121. The non-monetary forms of contribution towards the acquisition of matrimonial property by a spouse includes domestic work and management of the matrimonial home; child-care; companionship and management of family business or property.

122. Section 14 of the Matrimonial Property Act provides that where matrimonial property is acquired during marriage in the name of one spouse, there is a rebuttable presumption that the property is held intrust for the other spouse. That being the case, it was for the 1st Respondent to show that the suit properties were not acquired during the subsistence of the marriage between himself and the Applicant or that the Applicant did not make any contribution, monetary or non-monetary, in the acquisition of the suit properties.

b)Whether Mavoko Town Block 3/1941, 1942, 1940, 3538 and 485 and Iveti/Mung’ala/155, 1142, 150 & 7 are matrimonial properties

123. It  is  not  in  dispute  that  the  Applicant  was  married  to  the  1stRespondent in 1950. In 1957, the 1st Respondent married his second wife, the 2nd Respondent. The Applicant and the 1st Respondent were blessed with ten (10) children, who were all born between 1950 and 1973. In 1974, the Applicant separated with the 1st Respondent and moved to her parents’ home until 1979 when she returned to a house that had been put up for her by her on one of the suit properties.

124. It is not in dispute that the suit properties namely, Mavoko Town Block 3/1941, 1942, 1940, 3538 & 485 arose from membership number 172 in the Lukenya Society and land registered as Iveti/Mung’ala /155,1142, 150 & 7 is ancestral land.

125. The Applicant’s case is that she contributed towards the acquisition of the Lukenya Society share which gave rise to the Lukenya land and that the 1st Respondent’s mother gifted her and the 1st Respondent the ancestral parcels of land which she participated in developing.

126. It was the evidence of the Applicant that on the four parcels of family land, she participated in farming maize and beans for consumption by the family and green grams and coriander/dhania which were sold to the Asians in Machakos town after harvesting in which she also participated.

127. It was the evidence of PW1 that out of the proceeds of the sale of the farm produce, they would buy cattle to increase the wealth of the family, pay school fees for the children, buy clothing and other necessities; that she also used to milk the cattle, feed the children with the milk and churn the excess milk to produce ghee which she used to sell in the market and that the money she received was used to cater for the family needs.

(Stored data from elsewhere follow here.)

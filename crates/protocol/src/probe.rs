use serde::{Deserialize, Deserializer, Serialize};

/// One entry of the probe catalog.
///
/// The catalog is a JSON object keyed by probe name. Field names follow the
/// catalog format: the dependency predicate lives in `if` (the probe this one
/// follows) and `matches` (substring the trigger's output must contain).
#[derive(Debug, Clone, PartialEq, Serialize, Deserialize)]
#[serde(rename_all = "camelCase")]
pub struct ProbeDefinition {
	/// Catalog key, filled in by the registry when loading.
	#[serde(default, skip_serializing)]
	pub id: String,
	/// Human-readable title.
	#[serde(default, skip_serializing_if = "Option::is_none")]
	pub name: Option<String>,
	/// Shell command executed on the host session.
	pub command: String,
	/// Issued when a client starts watching a host.
	#[serde(default, deserialize_with = "flag")]
	pub initial: bool,
	/// Seconds after which a result is stale.
	#[serde(default)]
	pub refresh: u64,
	/// Refreshed by the local host's own loop.
	#[serde(default, deserialize_with = "flag")]
	pub local: bool,
	/// Must never run against anything but the local host.
	#[serde(default, deserialize_with = "flag")]
	pub local_only: bool,
	/// Shell pipeline applied to stdout on the local filter session.
	#[serde(default, skip_serializing_if = "Option::is_none")]
	pub local_filter: Option<String>,
	#[serde(default, skip_serializing_if = "Option::is_none")]
	pub render: Option<RenderHint>,
	/// Free-form result type hint forwarded to clients.
	#[serde(default, rename = "type", skip_serializing_if = "Option::is_none")]
	pub kind: Option<String>,
	/// Probe whose output may trigger this one.
	#[serde(default, rename = "if", skip_serializing_if = "Option::is_none")]
	pub depends_on: Option<String>,
	/// Substring of the trigger's stdout that enqueues this probe.
	#[serde(default, rename = "matches", skip_serializing_if = "Option::is_none")]
	pub match_pattern: Option<String>,
	#[serde(default, skip_serializing_if = "Option::is_none")]
	pub runbook: Option<String>,
}

impl ProbeDefinition {
	/// Minimal definition, mostly useful for building catalogs in code.
	pub fn new(id: impl Into<String>, command: impl Into<String>) -> Self {
		Self {
			id: id.into(),
			name: None,
			command: command.into(),
			initial: false,
			refresh: 0,
			local: false,
			local_only: false,
			local_filter: None,
			render: None,
			kind: None,
			depends_on: None,
			match_pattern: None,
			runbook: None,
		}
	}

	/// True if `stdout` of `trigger` should enqueue this probe.
	///
	/// An empty or missing pattern never matches.
	pub fn follows(&self, trigger: &str, stdout: &str) -> bool {
		self.depends_on.as_deref() == Some(trigger)
			&& self
				.match_pattern
				.as_deref()
				.is_some_and(|pattern| !pattern.is_empty() && stdout.contains(pattern))
	}

	/// Metadata exposed through the `probes` command.
	pub fn meta(&self) -> ProbeMeta {
		ProbeMeta {
			name: self.name.clone(),
			command: self.command.clone(),
			initial: self.initial,
			refresh: self.refresh,
			local: self.local,
			local_only: self.local_only,
			local_filter: self.local_filter.clone(),
			runbook: self.runbook.clone(),
		}
	}
}

/// Registry entry as published to clients.
#[derive(Debug, Clone, PartialEq, Eq, Serialize, Deserialize)]
#[serde(rename_all = "camelCase")]
pub struct ProbeMeta {
	#[serde(default)]
	pub name: Option<String>,
	pub command: String,
	#[serde(default)]
	pub initial: bool,
	#[serde(default)]
	pub refresh: u64,
	#[serde(default)]
	pub local: bool,
	#[serde(default)]
	pub local_only: bool,
	#[serde(default)]
	pub local_filter: Option<String>,
	#[serde(default)]
	pub runbook: Option<String>,
}

/// Rendering hint attached to a probe, forwarded verbatim in `probe` frames.
#[derive(Debug, Clone, PartialEq, Eq, Default, Serialize, Deserialize)]
pub struct RenderHint {
	/// `"lines"` or `"table"`.
	#[serde(default, rename = "type", skip_serializing_if = "Option::is_none")]
	pub kind: Option<String>,
	/// Column separator regex for tables.
	#[serde(default, skip_serializing_if = "Option::is_none")]
	pub split: Option<String>,
	#[serde(default, skip_serializing_if = "Option::is_none")]
	pub severity: Option<SeverityRules>,
}

/// Regexes matched against result lines to flag a probe.
#[derive(Debug, Clone, PartialEq, Eq, Default, Serialize, Deserialize)]
pub struct SeverityRules {
	#[serde(default, skip_serializing_if = "Option::is_none")]
	pub critical: Option<String>,
	#[serde(default, skip_serializing_if = "Option::is_none")]
	pub warning: Option<String>,
}

/// Classification of one probe result.
#[derive(Debug, Clone, Copy, PartialEq, Eq, PartialOrd, Ord, Default, Serialize, Deserialize)]
#[serde(rename_all = "lowercase")]
pub enum Severity {
	#[default]
	Ok,
	Warning,
	Critical,
	Invalid,
}

impl Severity {
	pub fn as_str(self) -> &'static str {
		match self {
			Severity::Ok => "ok",
			Severity::Warning => "warning",
			Severity::Critical => "critical",
			Severity::Invalid => "invalid",
		}
	}
}

/// Accepts JSON booleans as well as the `"True"`/`"False"` strings older catalogs use.
fn flag<'de, D>(deserializer: D) -> Result<bool, D::Error>
where
	D: Deserializer<'de>,
{
	#[derive(Deserialize)]
	#[serde(untagged)]
	enum Flag {
		Bool(bool),
		Text(String),
	}

	Ok(match Flag::deserialize(deserializer)? {
		Flag::Bool(value) => value,
		Flag::Text(text) => text.eq_ignore_ascii_case("true"),
	})
}

#[cfg(test)]
mod tests {
	use super::*;

	#[test]
	fn catalog_entry_reads_legacy_field_names() {
		let json = r#"{
			"name": "Docker containers",
			"command": "docker ps",
			"initial": "True",
			"refresh": 30,
			"localOnly": "False",
			"if": "processes",
			"matches": "dockerd",
			"render": {"type": "table", "split": "\\s+", "severity": {"critical": "Exited"}}
		}"#;
		let probe: ProbeDefinition = serde_json::from_str(json).unwrap();
		assert!(probe.initial);
		assert!(!probe.local_only);
		assert_eq!(probe.depends_on.as_deref(), Some("processes"));
		assert_eq!(probe.match_pattern.as_deref(), Some("dockerd"));
		let render = probe.render.unwrap();
		assert_eq!(render.kind.as_deref(), Some("table"));
		assert_eq!(render.severity.unwrap().critical.as_deref(), Some("Exited"));
	}

	#[test]
	fn empty_pattern_never_follows() {
		let mut probe = ProbeDefinition::new("b", "true");
		probe.depends_on = Some("a".into());
		probe.match_pattern = Some(String::new());
		assert!(!probe.follows("a", "anything"));

		probe.match_pattern = Some("OK".into());
		assert!(probe.follows("a", "status OK"));
		assert!(!probe.follows("c", "status OK"));
	}

	#[test]
	fn meta_uses_catalog_field_names() {
		let mut probe = ProbeDefinition::new("df", "df -h");
		probe.local_only = true;
		probe.local_filter = Some("sort".into());
		let json = serde_json::to_value(probe.meta()).unwrap();
		assert_eq!(json["localOnly"], true);
		assert_eq!(json["localFilter"], "sort");
		assert_eq!(json["command"], "df -h");
	}
}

128. It was the evidence of the Applicant that the four (4) parcels of land which she developed by farming are Iveti/Mung’ala /155, 7, 150 & 1142 now registered in the joint names of the 1st Respondent and his deceased brother, WN, in equal shares measuring approximately 9. 3 hectares (23 acres), 11. 6 hectares (29 acres), 0. 8 hectares (2 acres) and 1. 1 hectares (3 acres), respectively.

129. The total acreage of the four parcels is 57 acres, out of which the 1st Respondent has allowed the Applicant to use parcel number Iveti/Mung’ala/150 measuring approximately 2 acres.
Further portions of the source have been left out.